I was wondering if there's a function in Python that would do the same job as scipy.linalg.lstsq but uses “least absolute deviations” regression instead of “least squares”

Solution 1:

This is not so difficult to roll yourself, using scipy.optimize.minimize and a custom cost_function.

Let us first import the necessities,

from scipy.optimize import minimize
import numpy as np

And define a custom cost function (and a convenience wrapper for obtaining the fitted values),

def fit(X, params):
    return X.dot(params)


def cost_function(params, X, y):
    return np.sum(np.abs(y - fit(X, params)))

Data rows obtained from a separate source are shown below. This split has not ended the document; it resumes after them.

// Copyright 2023-Present Datadog, Inc. https://www.datadoghq.com/
// SPDX-License-Identifier: Apache-2.0

//! Delivery of a single batch to the collector.
//!
//! ```text
//!   [LogRecord]
//!       │
//!       v
//!   ┌─────────────┐
//!   │  Serialize  │ (JSON array)
//!   └──────┬──────┘
//!          │
//!          v
//!   ┌─────────────┐
//!   │  Compress   │ (gzip or zstd, optional)
//!   └──────┬──────┘
//!          │
//!          v
//!   ┌─────────────┐
//!   │  HTTP POST  │ (bearer auth, request timeout)
//!   └──────┬──────┘
//!          │
//!          v
//!   ┌─────────────┐
//!   │  Classify   │ (success / permanent / transient)
//!   └─────────────┘
//! ```
//!
//! A sender performs exactly one attempt. Retrying and backoff belong to the
//! retry engine.

use async_trait::async_trait;
use reqwest::header::{CONTENT_ENCODING, CONTENT_TYPE};
use std::time::{Duration, Instant};
use tracing::{debug, error};

use crate::compression::CompressionCodec;
use crate::config::ShipperConfig;
use crate::error::{SendError, ShipperError};
use crate::http_utils::{build_client, classify_status};
use crate::record::LogRecord;

/// Capability to deliver one batch, consumed by the flush scheduler and the retry engine.
#[async_trait]
pub trait LogSender: Send + Sync {
    /// Performs a single delivery attempt for `batch`.
    async fn send(&self, batch: &[LogRecord]) -> Result<(), SendError>;
}

struct Payload {
    body: Vec<u8>,
    content_type: &'static str,
    content_encoding: Option<&'static str>,
}

/// [`LogSender`] that `POST`s batches to an HTTP collector.
#[derive(Debug, Clone)]
pub struct HttpSender {
    client: reqwest::Client,
    api_url: String,
    api_key: Option<String>,
    timeout: Duration,
    compression: Option<(CompressionCodec, Option<i32>)>,
}

impl HttpSender {
    pub fn new(config: &ShipperConfig) -> Result<Self, ShipperError> {
        let client = build_client(config.https_proxy.as_deref(), config.request_timeout)?;
        Ok(HttpSender {
            client,
            api_url: config.api_url.clone(),
            api_key: config.api_key.clone(),
            timeout: config.request_timeout,
            compression: config
                .use_compression
                .then_some((config.compression_codec, config.compression_level)),
        })
    }

    fn build_payload(&self, batch: &[LogRecord]) -> Result<Payload, SendError> {
        let json = serde_json::to_vec(batch).map_err(|e| SendError::Payload(e.to_string()))?;

        let Some((codec, level)) = self.compression else {
            return Ok(Payload {
                body: json,
                content_type: "application/json",
                content_encoding: None,
            });
        };

        match codec.encode(&json, level) {
            Ok(compressed) => Ok(Payload {
                body: compressed,
                content_type: "application/octet-stream",
                content_encoding: Some(codec.content_encoding()),
            }),
            Err(e) => {
                debug!("LOGS | Failed to compress batch, sending it uncompressed: {}", e);
                Ok(Payload {
                    body: json,
                    content_type: "application/json",
                    content_encoding: None,
                })
            }
        }
    }
}

#[async_trait]
impl LogSender for HttpSender {
    async fn send(&self, batch: &[LogRecord]) -> Result<(), SendError> {
        let payload = self.build_payload(batch)?;

        let mut request = self
            .client
            .post(&self.api_url)
            .timeout(self.timeout)
            .header(CONTENT_TYPE, payload.content_type)
            .body(payload.body);
        if let Some(encoding) = payload.content_encoding {
            request = request.header(CONTENT_ENCODING, encoding);
        }
        if let Some(api_key) = &self.api_key {
            request = request.bearer_auth(api_key);
        }

        let time = Instant::now();
        match request.send().await {
            Ok(resp) => {
                let status = resp.status();
                let result = classify_status(status);
                match &result {
                    Ok(()) => debug!(
                        "LOGS | Sent {} records in {} ms",
                        batch.len(),
                        time.elapsed().as_millis()
                    ),
                    Err(SendError::Unauthorized | SendError::Forbidden) => error!(
                        "LOGS | Request was denied by the collector ({}). Please verify that your API key is valid.",
                        status
                    ),
                    Err(e) => debug!("LOGS | Request failed: {}", e),
                }
                result
            }
            Err(e) => {
                debug!(
                    "LOGS | Failed to send request after {} ms: {}",
                    time.elapsed().as_millis(),
                    e
                );
                Err(SendError::Transient(e.to_string()))
            }
        }
    }
}
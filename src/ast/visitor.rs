//! Visitor contract for consuming expression trees.
//!
//! `Expr::accept` dispatches each node to the matching `visit_*` method.
//! Every method has a default that forwards to `visit_other`, so a visitor
//! only needs to override the node shapes it understands. Visitors get shared
//! references only and cannot modify the tree.

use super::ast::{BinaryExpr, ExprType, LiteralExpr, UnaryExpr};

pub trait Visitor {
    /// The value produced for each visited node.
    type Output;

    fn visit_binary(&mut self, _node: &BinaryExpr) -> Self::Output {
        self.visit_other(ExprType::Binary)
    }

    fn visit_unary(&mut self, _node: &UnaryExpr) -> Self::Output {
        self.visit_other(ExprType::Unary)
    }

    fn visit_literal(&mut self, _node: &LiteralExpr) -> Self::Output {
        self.visit_other(ExprType::Literal)
    }

    /// Called for any node shape the visitor does not handle.
    fn visit_other(&mut self, expr_type: ExprType) -> Self::Output;
}
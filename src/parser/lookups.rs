use std::collections::HashMap;

use lazy_static::lazy_static;

use crate::errors::errors::ErrorImpl;

/// Integer precedence; higher values bind tighter.
///
/// Operator binding powers occupy the gapless range
/// `MIN_BINDING_POWER..=MAX_BINDING_POWER`, which leaves room for the
/// sentinels below and above it.
pub type BindingPower = i32;

pub const MIN_BINDING_POWER: BindingPower = 1;
pub const MAX_BINDING_POWER: BindingPower = 14;

/// Threshold of a parenthesised group. No operator can close it.
pub const PAREN_BINDING_POWER: BindingPower = MIN_BINDING_POWER - 1;
/// Threshold of the bottom frame of an explicit parse stack.
pub const STACK_BASE_BINDING_POWER: BindingPower = MIN_BINDING_POWER - 2;
/// Binding power of a literal operand. Every operator yields to it.
pub const PRIMARY_BINDING_POWER: BindingPower = MAX_BINDING_POWER + 1;

pub type PrefixFn = fn(i64) -> Result<i64, ErrorImpl>;
pub type InfixFn = fn(i64, i64) -> Result<i64, ErrorImpl>;

/// Binary and prefix-unary forms of the same symbol are separate entries.
#[derive(PartialEq, Eq, Clone, Copy, Debug, Hash)]
pub enum Arity {
    Binary,
    Prefix,
}

#[derive(Clone, Copy, Debug)]
pub enum Semantics {
    Prefix(PrefixFn),
    Binary(InfixFn),
}

#[derive(Clone, Copy, Debug)]
pub struct OperatorEntry {
    pub symbol: &'static str,
    pub semantics: Semantics,
    /// Compared against an enclosing parse's threshold to decide whether
    /// this operator extends the operand to its left.
    pub left_binding_power: BindingPower,
    /// Threshold used while parsing this operator's own right operand.
    pub right_binding_power: BindingPower,
}

impl OperatorEntry {
    #[cfg(test)]
    pub(crate) fn arity(&self) -> Arity {
        match self.semantics {
            Semantics::Prefix(_) => Arity::Prefix,
            Semantics::Binary(_) => Arity::Binary,
        }
    }

    #[cfg(test)]
    pub(crate) fn is_right_associative(&self) -> bool {
        self.right_binding_power < self.left_binding_power
    }
}

pub type OperatorLookup = HashMap<&'static str, OperatorEntry>;

/// Registry of operator semantics and binding powers.
///
/// Built once by `create_operator_lookups` and only read afterwards, so a
/// shared reference can be handed to any number of parses.
#[derive(Debug, Default)]
pub struct OperatorTable {
    /// Operators valid between two operands
    binary_lookup: OperatorLookup,
    /// Operators valid in front of an operand
    prefix_lookup: OperatorLookup,
}

impl OperatorTable {
    pub fn new() -> Self {
        OperatorTable::default()
    }

    /// Registers a binary operator.
    ///
    /// # Arguments
    ///
    /// * `symbol` - The operator text
    /// * `left_binding_power` - Binding power towards the left operand
    /// * `right_binding_power` - Threshold for the right operand; one above the
    ///   left power for left associativity, below it for right associativity
    /// * `function` - The numeric meaning of the operator
    pub fn led(
        &mut self,
        symbol: &'static str,
        left_binding_power: BindingPower,
        right_binding_power: BindingPower,
        function: InfixFn,
    ) {
        self.binary_lookup.insert(
            symbol,
            OperatorEntry {
                symbol,
                semantics: Semantics::Binary(function),
                left_binding_power,
                right_binding_power,
            },
        );
    }

    /// Registers a prefix operator.
    ///
    /// The right binding power decides what binds tighter than the prefix
    /// operator itself (exponentiation does, so `-2**2` is `-(2**2)`).
    pub fn nud(
        &mut self,
        symbol: &'static str,
        left_binding_power: BindingPower,
        right_binding_power: BindingPower,
        function: PrefixFn,
    ) {
        self.prefix_lookup.insert(
            symbol,
            OperatorEntry {
                symbol,
                semantics: Semantics::Prefix(function),
                left_binding_power,
                right_binding_power,
            },
        );
    }

    pub fn lookup(&self, symbol: &str, arity: Arity) -> Option<&OperatorEntry> {
        match arity {
            Arity::Binary => self.binary_lookup.get(symbol),
            Arity::Prefix => self.prefix_lookup.get(symbol),
        }
    }

    /// Returns a reference to the binary operator lookup table.
    #[cfg(test)]
    pub(crate) fn get_binary_lookup(&self) -> &OperatorLookup {
        &self.binary_lookup
    }

    /// Returns a reference to the prefix operator lookup table.
    #[cfg(test)]
    pub(crate) fn get_prefix_lookup(&self) -> &OperatorLookup {
        &self.prefix_lookup
    }

    /// Every distinct symbol in the table, longest first.
    pub fn symbols(&self) -> Vec<&'static str> {
        let mut symbols: Vec<&'static str> = self
            .binary_lookup
            .keys()
            .chain(self.prefix_lookup.keys())
            .copied()
            .collect();

        symbols.sort_by(|a, b| b.len().cmp(&a.len()).then(a.cmp(b)));
        symbols.dedup();
        symbols
    }
}

lazy_static! {
    pub static ref OPERATOR_TABLE: OperatorTable = {
        let mut table = OperatorTable::new();
        create_operator_lookups(&mut table);
        table
    };
}

pub fn create_operator_lookups(table: &mut OperatorTable) {
    // Bitwise
    table.led("|", 1, 2, bit_or);
    table.led("^", 3, 4, bit_xor);
    table.led("&", 5, 6, bit_and);

    // Shifts
    table.led(">>", 7, 8, shift_right);
    table.led("<<", 7, 8, shift_left);

    // Additive and multiplicative
    table.led("+", 9, 10, add);
    table.led("-", 9, 10, subtract);
    table.led("*", 11, 12, multiply);
    table.led("/", 11, 12, floor_divide);
    table.led("%", 11, 12, floor_modulo);

    // Prefix operators and exponentiation are right associative
    table.nud("+", 14, 13, identity);
    table.nud("-", 14, 13, negate);
    table.nud("~", 14, 13, invert);
    table.led("**", 14, 13, power);
}

fn overflow(operator: &str) -> ErrorImpl {
    ErrorImpl::Overflow {
        operator: String::from(operator),
    }
}

fn bit_or(left: i64, right: i64) -> Result<i64, ErrorImpl> {
    Ok(left | right)
}

fn bit_xor(left: i64, right: i64) -> Result<i64, ErrorImpl> {
    Ok(left ^ right)
}

fn bit_and(left: i64, right: i64) -> Result<i64, ErrorImpl> {
    Ok(left & right)
}

fn shift_count(count: i64) -> Result<u32, ErrorImpl> {
    if count < 0 {
        return Err(ErrorImpl::NegativeShiftCount);
    }
    Ok(u32::try_from(count).unwrap_or(u32::MAX))
}

fn shift_right(left: i64, right: i64) -> Result<i64, ErrorImpl> {
    let count = shift_count(right)?;
    if count >= i64::BITS {
        return Ok(if left < 0 { -1 } else { 0 });
    }
    Ok(left >> count)
}

fn shift_left(left: i64, right: i64) -> Result<i64, ErrorImpl> {
    let count = shift_count(right)?;
    if left == 0 {
        return Ok(0);
    }
    if count >= i64::BITS {
        return Err(overflow("<<"));
    }

    let shifted = left << count;
    // bits shifted out (or into the sign) make the round trip fail
    if shifted >> count != left {
        return Err(overflow("<<"));
    }
    Ok(shifted)
}

fn add(left: i64, right: i64) -> Result<i64, ErrorImpl> {
    left.checked_add(right).ok_or_else(|| overflow("+"))
}

fn subtract(left: i64, right: i64) -> Result<i64, ErrorImpl> {
    left.checked_sub(right).ok_or_else(|| overflow("-"))
}

fn multiply(left: i64, right: i64) -> Result<i64, ErrorImpl> {
    left.checked_mul(right).ok_or_else(|| overflow("*"))
}

/// Division rounding towards negative infinity.
fn floor_divide(left: i64, right: i64) -> Result<i64, ErrorImpl> {
    if right == 0 {
        return Err(ErrorImpl::DivisionByZero);
    }

    let quotient = left.checked_div(right).ok_or_else(|| overflow("/"))?;
    if left % right != 0 && ((left < 0) != (right < 0)) {
        Ok(quotient - 1)
    } else {
        Ok(quotient)
    }
}

/// Remainder with the sign of the divisor, matching `floor_divide`.
fn floor_modulo(left: i64, right: i64) -> Result<i64, ErrorImpl> {
    if right == 0 {
        return Err(ErrorImpl::DivisionByZero);
    }

    let remainder = left.wrapping_rem(right);
    if remainder != 0 && ((remainder < 0) != (right < 0)) {
        Ok(remainder + right)
    } else {
        Ok(remainder)
    }
}

fn power(base: i64, exponent: i64) -> Result<i64, ErrorImpl> {
    if exponent < 0 {
        return Err(ErrorImpl::NegativeExponent);
    }

    match u32::try_from(exponent) {
        Ok(exponent) => base.checked_pow(exponent).ok_or_else(|| overflow("**")),
        Err(_) => match base {
            0 | 1 => Ok(base),
            -1 => Ok(if exponent % 2 == 0 { 1 } else { -1 }),
            _ => Err(overflow("**")),
        },
    }
}

fn identity(operand: i64) -> Result<i64, ErrorImpl> {
    Ok(operand)
}

fn negate(operand: i64) -> Result<i64, ErrorImpl> {
    operand.checked_neg().ok_or_else(|| overflow("-"))
}

fn invert(operand: i64) -> Result<i64, ErrorImpl> {
    Ok(!operand)
}
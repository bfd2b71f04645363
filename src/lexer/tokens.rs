use std::fmt::Display;

use crate::Span;

#[derive(Debug, PartialEq, Eq, Clone, Copy, Hash)]
pub enum TokenKind {
    Number,
    Operator,
    OpenParen,
    CloseParen,
    /// A run of characters the tokenizer does not recognise.
    Invalid,
}

impl Display for TokenKind {
    fn fmt(&self, f: &mut std::fmt::Formatter<'_>) -> std::fmt::Result {
        write!(f, "{:?}", self)
    }
}

/// A single token with its source text and location.
///
/// For `Number` tokens `value` holds the digits, for `Operator` tokens the
/// operator symbol, and for `Invalid` tokens the unrecognised text.
#[derive(Debug, Clone, PartialEq, Eq)]
pub struct Token {
    pub kind: TokenKind,
    pub value: String,
    pub span: Span,
}

impl Display for Token {
    fn fmt(&self, f: &mut std::fmt::Formatter<'_>) -> std::fmt::Result {
        write!(f, "{} `{}` at {}", self.kind, self.value, self.span.start.0)
    }
}

impl Token {
    pub fn is_one_of_many(&self, kinds: &[TokenKind]) -> bool {
        kinds.contains(&self.kind)
    }

    pub fn debug(&self) {
        if self.is_one_of_many(&[TokenKind::Number, TokenKind::Operator, TokenKind::Invalid]) {
            log::trace!("{} ({})", self.kind, self.value);
        } else {
            log::trace!("{} ()", self.kind);
        }
    }
}
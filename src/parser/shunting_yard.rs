//! Shunting-yard parsing.
//!
//! Instead of an output queue, actions are performed as soon as they would
//! reach it: literals are pushed onto a value stack and operators combine the
//! values on top of it. Pending actions wait on a second stack, ordered by
//! binding power, until a lower-precedence operator, a `)` or the end of
//! input flushes them.

use std::fmt::Display;

use crate::{
    ast::ast::Expr,
    errors::errors::{Error, ErrorImpl},
    lexer::tokens::TokenKind,
    Position,
};

use super::{
    cursor::TokenCursor,
    lookups::{BindingPower, OperatorTable, PAREN_BINDING_POWER, PRIMARY_BINDING_POWER},
    parser::{
        binary_operator, expected_operator, expected_operator_or_right_paren, parse_literal,
        prefix_operator, unclosed_left_paren, unexpected_atom, unexpected_end_of_input,
        ParseEngine,
    },
};

#[derive(PartialEq, Eq, Clone, Copy, Debug)]
enum TokState {
    /// Expecting a binary operator or a close parenthesis
    ExpectOperator,
    /// Expecting a number, an open parenthesis or a prefix operator
    ExpectAtom,
}

#[derive(Debug)]
enum Action {
    PushValue(Expr),
    ApplyUnary(&'static str),
    ApplyBinary(&'static str),
    OpenParen(Position),
}

impl Display for Action {
    fn fmt(&self, f: &mut std::fmt::Formatter<'_>) -> std::fmt::Result {
        match self {
            Action::PushValue(_) => write!(f, "push value"),
            Action::ApplyUnary(operator) => write!(f, "apply unary `{}`", operator),
            Action::ApplyBinary(operator) => write!(f, "apply binary `{}`", operator),
            Action::OpenParen(open) => write!(f, "paren opened at {}", open.0),
        }
    }
}

#[derive(Debug)]
struct Pending {
    threshold: BindingPower,
    action: Action,
}

#[derive(Debug, Default)]
struct Stacks {
    values: Vec<Expr>,
    actions: Vec<Pending>,
}

impl Stacks {
    fn pop_value(&mut self) -> Result<Expr, Error> {
        self.values.pop().ok_or_else(|| {
            Error::unpositioned(ErrorImpl::InvalidParserState {
                message: String::from("value stack underflow"),
            })
        })
    }

    fn perform(&mut self, action: Action) -> Result<(), Error> {
        log::trace!("perform {} ({} values)", action, self.values.len());
        match action {
            Action::PushValue(value) => self.values.push(value),
            Action::ApplyUnary(operator) => {
                let operand = self.pop_value()?;
                self.values.push(Expr::unary(operator, operand));
            }
            Action::ApplyBinary(operator) => {
                let right = self.pop_value()?;
                let left = self.pop_value()?;
                self.values.push(Expr::binary(operator, left, right));
            }
            Action::OpenParen(open) => return Err(unclosed_left_paren(open)),
        }
        Ok(())
    }

    /// Performs every pending action that binds tighter than `threshold`.
    fn flush_above(&mut self, threshold: BindingPower) -> Result<(), Error> {
        while self
            .actions
            .last()
            .is_some_and(|pending| threshold < pending.threshold)
        {
            let Some(pending) = self.actions.pop() else {
                break;
            };
            self.perform(pending.action)?;
        }
        Ok(())
    }

    /// Performs pending actions down to the innermost open parenthesis and
    /// drops it. Returns false if there was no open parenthesis.
    fn flush_group(&mut self) -> Result<bool, Error> {
        while let Some(pending) = self.actions.pop() {
            if let Action::OpenParen(_) = pending.action {
                return Ok(true);
            }
            self.perform(pending.action)?;
        }
        Ok(false)
    }
}

pub struct ShuntingYardParser;

impl ParseEngine for ShuntingYardParser {
    fn name(&self) -> &'static str {
        "Shunting yard"
    }

    fn parse_tokens(&self, cursor: TokenCursor, table: &OperatorTable) -> Result<Expr, Error> {
        let mut stacks = Stacks::default();
        let mut tok_state = TokState::ExpectAtom;

        for token in cursor {
            let (to_push, new_threshold) = match tok_state {
                TokState::ExpectAtom => match token.kind {
                    TokenKind::Number => {
                        let value = parse_literal(&token)?;
                        tok_state = TokState::ExpectOperator;
                        (
                            Pending {
                                threshold: PRIMARY_BINDING_POWER,
                                action: Action::PushValue(value),
                            },
                            PRIMARY_BINDING_POWER,
                        )
                    }
                    TokenKind::OpenParen => {
                        stacks.actions.push(Pending {
                            threshold: PAREN_BINDING_POWER,
                            action: Action::OpenParen(token.span.start),
                        });
                        continue;
                    }
                    TokenKind::Operator => {
                        let entry = prefix_operator(table, &token)?;
                        (
                            Pending {
                                threshold: entry.right_binding_power,
                                action: Action::ApplyUnary(entry.symbol),
                            },
                            entry.left_binding_power,
                        )
                    }
                    TokenKind::CloseParen | TokenKind::Invalid => return Err(unexpected_atom(&token)),
                },
                TokState::ExpectOperator => match binary_operator(table, &token) {
                    Some(entry) => {
                        tok_state = TokState::ExpectAtom;
                        (
                            Pending {
                                threshold: entry.right_binding_power,
                                action: Action::ApplyBinary(entry.symbol),
                            },
                            entry.left_binding_power,
                        )
                    }
                    None => {
                        if !stacks.flush_group()? {
                            return Err(expected_operator(&token));
                        }
                        if token.kind == TokenKind::CloseParen {
                            continue;
                        }
                        return Err(expected_operator_or_right_paren(&token));
                    }
                },
            };

            stacks.flush_above(new_threshold)?;
            stacks.actions.push(to_push);
        }

        if tok_state == TokState::ExpectAtom {
            return Err(unexpected_end_of_input());
        }

        while let Some(pending) = stacks.actions.pop() {
            stacks.perform(pending.action)?;
        }

        let result = stacks.pop_value()?;
        if !stacks.values.is_empty() {
            return Err(Error::unpositioned(ErrorImpl::InvalidParserState {
                message: format!("{} values left over", stacks.values.len()),
            }));
        }

        Ok(result)
    }
}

Then, if you have some X (design matrix) and y (observations), we can do the following,

output = minimize(cost_function, x0, args=(X, y))

y_hat = fit(X, output.x)

Where x0 is some suitable initial guess for the optimal parameters (you could take @JamesPhillips' advice here, and use the fitted parameters from an OLS approach).

In any case, when test-running with a somewhat contrived example,

X = np.asarray([np.ones((100,)), np.arange(0, 100)]).T
y = 10 + 5 * np.arange(0, 100) + 25 * np.random.random((100,))

I find,

      fun: 629.4950595335436
 hess_inv: array([[  9.35213468e-03,  -1.66803210e-04],
       [ -1.66803210e-04,   1.24831279e-05]])
      jac: array([  0.00000000e+00,  -1.52587891e-05])
  message: 'Optimization terminated successfully.'
     nfev: 144
      nit: 11
     njev: 36
   status: 0
  success: True
        x: array([ 19.71326758,   5.07035192])

And,

fig = plt.figure()
ax = plt.axes()

ax.plot(y, 'o', color='black')
ax.plot(y_hat, 'o', color='blue')

plt.show()

With the fitted values in blue, and the data in black.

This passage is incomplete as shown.